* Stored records
::::::::::
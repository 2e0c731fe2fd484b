// src/protocols/ecdsa.rs
//! ECDSA signature generation and verification.
//!
//! Signing: k from a `NonceSource`, R = k·G, r = x(R) mod n, s = (h + r·d) / k mod n.
//! Verification: u1 = h / s, u2 = r / s, R' = u1·G + u2·Q, accept iff x(R') mod n = r.
//! Malformed but well-typed inputs never raise during verification; they yield a
//! `VerificationOutcome` other than `Valid`.

use log::{debug, warn};
use rug::Integer;
use std::thread;
use subtle::ConstantTimeEq;

use crate::arithmetic::encoding::{from_be_bytes, to_fixed_bytes};
use crate::arithmetic::modular::{add_mod, div_mod, mul_mod, normalize};
use crate::curves::{Curve, Point};
use crate::errors::{EcdsaError, ResultExt};
use crate::params::CurveParams;
use crate::protocols::keys::PrivateKey;
use crate::protocols::nonce::{AuxiliaryPointNonce, NonceSource};

/// ECDSA signature (r, s)
#[derive(Clone, Debug, PartialEq, Eq)]
pub struct Signature {
    r: Integer,
    s: Integer,
}

impl Signature {
    pub fn new(r: Integer, s: Integer) -> Self {
        Self { r, s }
    }

    pub fn r(&self) -> &Integer {
        &self.r
    }

    pub fn s(&self) -> &Integer {
        &self.s
    }

    /// Fixed-width big-endian r ‖ s
    pub fn to_bytes(&self, params: &CurveParams) -> Result<Vec<u8>, EcdsaError> {
        let len = params.byte_len();
        let out_of_range = || EcdsaError::ScalarOutOfRange {
            bits: self.r.significant_bits().max(self.s.significant_bits()),
            max_bits: params.scalar_bits,
        };
        let mut out = to_fixed_bytes(&self.r, len).ok_or_else(out_of_range)?;
        out.extend(to_fixed_bytes(&self.s, len).ok_or_else(out_of_range)?);
        Ok(out)
    }

    pub fn from_bytes(params: &CurveParams, bytes: &[u8]) -> Result<Self, EcdsaError> {
        let len = params.byte_len();
        if bytes.len() != 2 * len {
            return Err(EcdsaError::InvalidLength {
                expected: 2 * len,
                actual: bytes.len(),
                context: "signature".to_string(),
            });
        }
        let (r, s) = bytes.split_at(len);
        Ok(Self::new(from_be_bytes(r), from_be_bytes(s)))
    }
}

/// Result of checking a signature
#[derive(Debug, Clone, Copy, PartialEq, Eq)]
pub enum VerificationOutcome {
    Valid,
    /// The public key is not a point on the curve
    InvalidPublicKey,
    /// r or s lies outside [1, n)
    InvalidSignatureRange,
    /// The recomputed x-coordinate differs from r
    SignatureMismatch,
}

impl VerificationOutcome {
    pub fn is_valid(self) -> bool {
        self == VerificationOutcome::Valid
    }
}

/// Sign `msg_hash` with the auxiliary-point nonce
///
/// The auxiliary points are fixed secp256r1 points, so on any other curve
/// (including the `CurveId::Secp256k1` preset) this fails with `InvalidPoint`.
/// Use `sign_with` there, with `SystemRandomNonce` or an `AuxiliaryPointNonce`
/// built from points on that curve.
pub fn sign(
    curve: &Curve,
    private_key: &PrivateKey,
    msg_hash: &Integer,
) -> Result<Signature, EcdsaError> {
    sign_with(curve, private_key, msg_hash, &AuxiliaryPointNonce::secp256r1())
}

/// Sign `msg_hash` with a caller-chosen nonce source
///
/// A nonce that is zero modulo n, or that yields r = 0 or s = 0, fails with
/// `DegenerateNonce`; retrying needs a source that can produce a different k.
pub fn sign_with(
    curve: &Curve,
    private_key: &PrivateKey,
    msg_hash: &Integer,
    nonce_source: &dyn NonceSource,
) -> Result<Signature, EcdsaError> {
    let params = curve.params();
    let n = &params.n;
    let d = private_key.scalar();
    debug!("signing on {}", params.name);

    let k = normalize(&nonce_source.nonce(curve, msg_hash, &d)?, n);
    if k == 0 {
        return Err(EcdsaError::DegenerateNonce).log_on_error(
            module_path!(),
            "sign_with",
            line!(),
        );
    }

    let big_r = curve.mult(curve.generator(), &k)?;
    let r = match big_r.x() {
        Some(x) => normalize(x, n),
        None => return Err(EcdsaError::DegenerateNonce),
    };
    if r == 0 {
        return Err(EcdsaError::DegenerateNonce).log_on_error(
            module_path!(),
            "sign_with",
            line!(),
        );
    }

    let r_d = mul_mod(&r, &d, n);
    let numerator = add_mod(msg_hash, &r_d, n);
    let s = div_mod(&numerator, &k, n)?;
    if s == 0 {
        return Err(EcdsaError::DegenerateNonce).log_on_error(
            module_path!(),
            "sign_with",
            line!(),
        );
    }

    Ok(Signature::new(r, s))
}

/// Check that a signature component lies in [1, n)
pub fn validate_signature_entry(value: &Integer, n: &Integer) -> bool {
    *value >= 1 && *value < *n
}

/// Verify a signature, reporting why it was rejected
///
/// Only arithmetic faults that range validation cannot exclude surface as errors.
pub fn verify_detailed(
    curve: &Curve,
    public_key: &Point,
    msg_hash: &Integer,
    signature: &Signature,
) -> Result<VerificationOutcome, EcdsaError> {
    let params = curve.params();
    let n = &params.n;
    debug!("verifying signature on {}", params.name);

    if !curve.verify_point(public_key) {
        warn!("signature rejected: public key not on {}", params.name);
        return Ok(VerificationOutcome::InvalidPublicKey);
    }
    if !validate_signature_entry(&signature.r, n) || !validate_signature_entry(&signature.s, n) {
        warn!("signature rejected: r or s outside [1, n)");
        return Ok(VerificationOutcome::InvalidSignatureRange);
    }

    let u1 = div_mod(msg_hash, &signature.s, n)?;
    let u2 = div_mod(&signature.r, &signature.s, n)?;

    let gen_u1 = curve.mult(curve.generator(), &u1)?;
    let pub_u2 = curve.mult(public_key, &u2)?;
    let recovered = curve.ec_add(&gen_u1, &pub_u2)?;

    // The identity has no x-coordinate and never matches
    let x = match recovered.x() {
        Some(x) => normalize(x, n),
        None => return Ok(VerificationOutcome::SignatureMismatch),
    };

    let len = params.byte_len();
    let matches = match (to_fixed_bytes(&x, len), to_fixed_bytes(&signature.r, len)) {
        (Some(x_bytes), Some(r_bytes)) => {
            bool::from(x_bytes.as_slice().ct_eq(r_bytes.as_slice()))
        }
        _ => false,
    };

    if matches {
        Ok(VerificationOutcome::Valid)
    } else {
        Ok(VerificationOutcome::SignatureMismatch)
    }
}

/// Verify a signature; any failure, including arithmetic faults, reads as `false`
pub fn verify(
    curve: &Curve,
    public_key: &Point,
    msg_hash: &Integer,
    signature: &Signature,
) -> bool {
    verify_detailed(curve, public_key, msg_hash, signature)
        .log_on_error(module_path!(), "verify", line!())
        .map(VerificationOutcome::is_valid)
        .unwrap_or(false)
}

/// Verify independent (public key, digest, signature) triples on scoped threads
///
/// Only the read-only curve parameters are shared between workers.
pub fn verify_batch(curve: &Curve, items: &[(Point, Integer, Signature)]) -> Vec<bool> {
    if items.is_empty() {
        return Vec::new();
    }
    let workers = thread::available_parallelism()
        .map(|n| n.get())
        .unwrap_or(1)
        .min(items.len());
    let chunk_size = (items.len() + workers - 1) / workers;

    thread::scope(|scope| {
        let handles: Vec<_> = items
            .chunks(chunk_size)
            .map(|chunk| {
                let handle = scope.spawn(move || {
                    chunk
                        .iter()
                        .map(|(public_key, msg_hash, signature)| {
                            verify(curve, public_key, msg_hash, signature)
                        })
                        .collect::<Vec<bool>>()
                });
                (chunk.len(), handle)
            })
            .collect();

        // A worker that panicked rejects its whole chunk
        handles
            .into_iter()
            .flat_map(|(len, handle)| handle.join().unwrap_or_else(|_| vec![false; len]))
            .collect()
    })
}

/// Whether `point` satisfies the curve equation
pub fn is_on_curve(curve: &Curve, point: &Point) -> bool {
    curve.verify_point(point)
}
::::::::::
* Assignment
The expected output is the exact run of lines from the start of the entries through the line with "signature (r, s)", inclusive.

* Written response
repository 2e0c731fe2fd484b
// src/protocols/ecdsa.rs
//! ECDSA signature generation and verification.
//!
//! Signing: k from a `NonceSource`, R = k·G, r = x(R) mod n, s = (h + r·d) / k mod n.
//! Verification: u1 = h / s, u2 = r / s, R' = u1·G + u2·Q, accept iff x(R') mod n = r.
//! Malformed but well-typed inputs never raise during verification; they yield a
//! `VerificationOutcome` other than `Valid`.

use log::{debug, warn};
use rug::Integer;
use std::thread;
use subtle::ConstantTimeEq;

use crate::arithmetic::encoding::{from_be_bytes, to_fixed_bytes};
use crate::arithmetic::modular::{add_mod, div_mod, mul_mod, normalize};
use crate::curves::{Curve, Point};
use crate::errors::{EcdsaError, ResultExt};
use crate::params::CurveParams;
use crate::protocols::keys::PrivateKey;
use crate::protocols::nonce::{AuxiliaryPointNonce, NonceSource};

/// ECDSA signature (r, s)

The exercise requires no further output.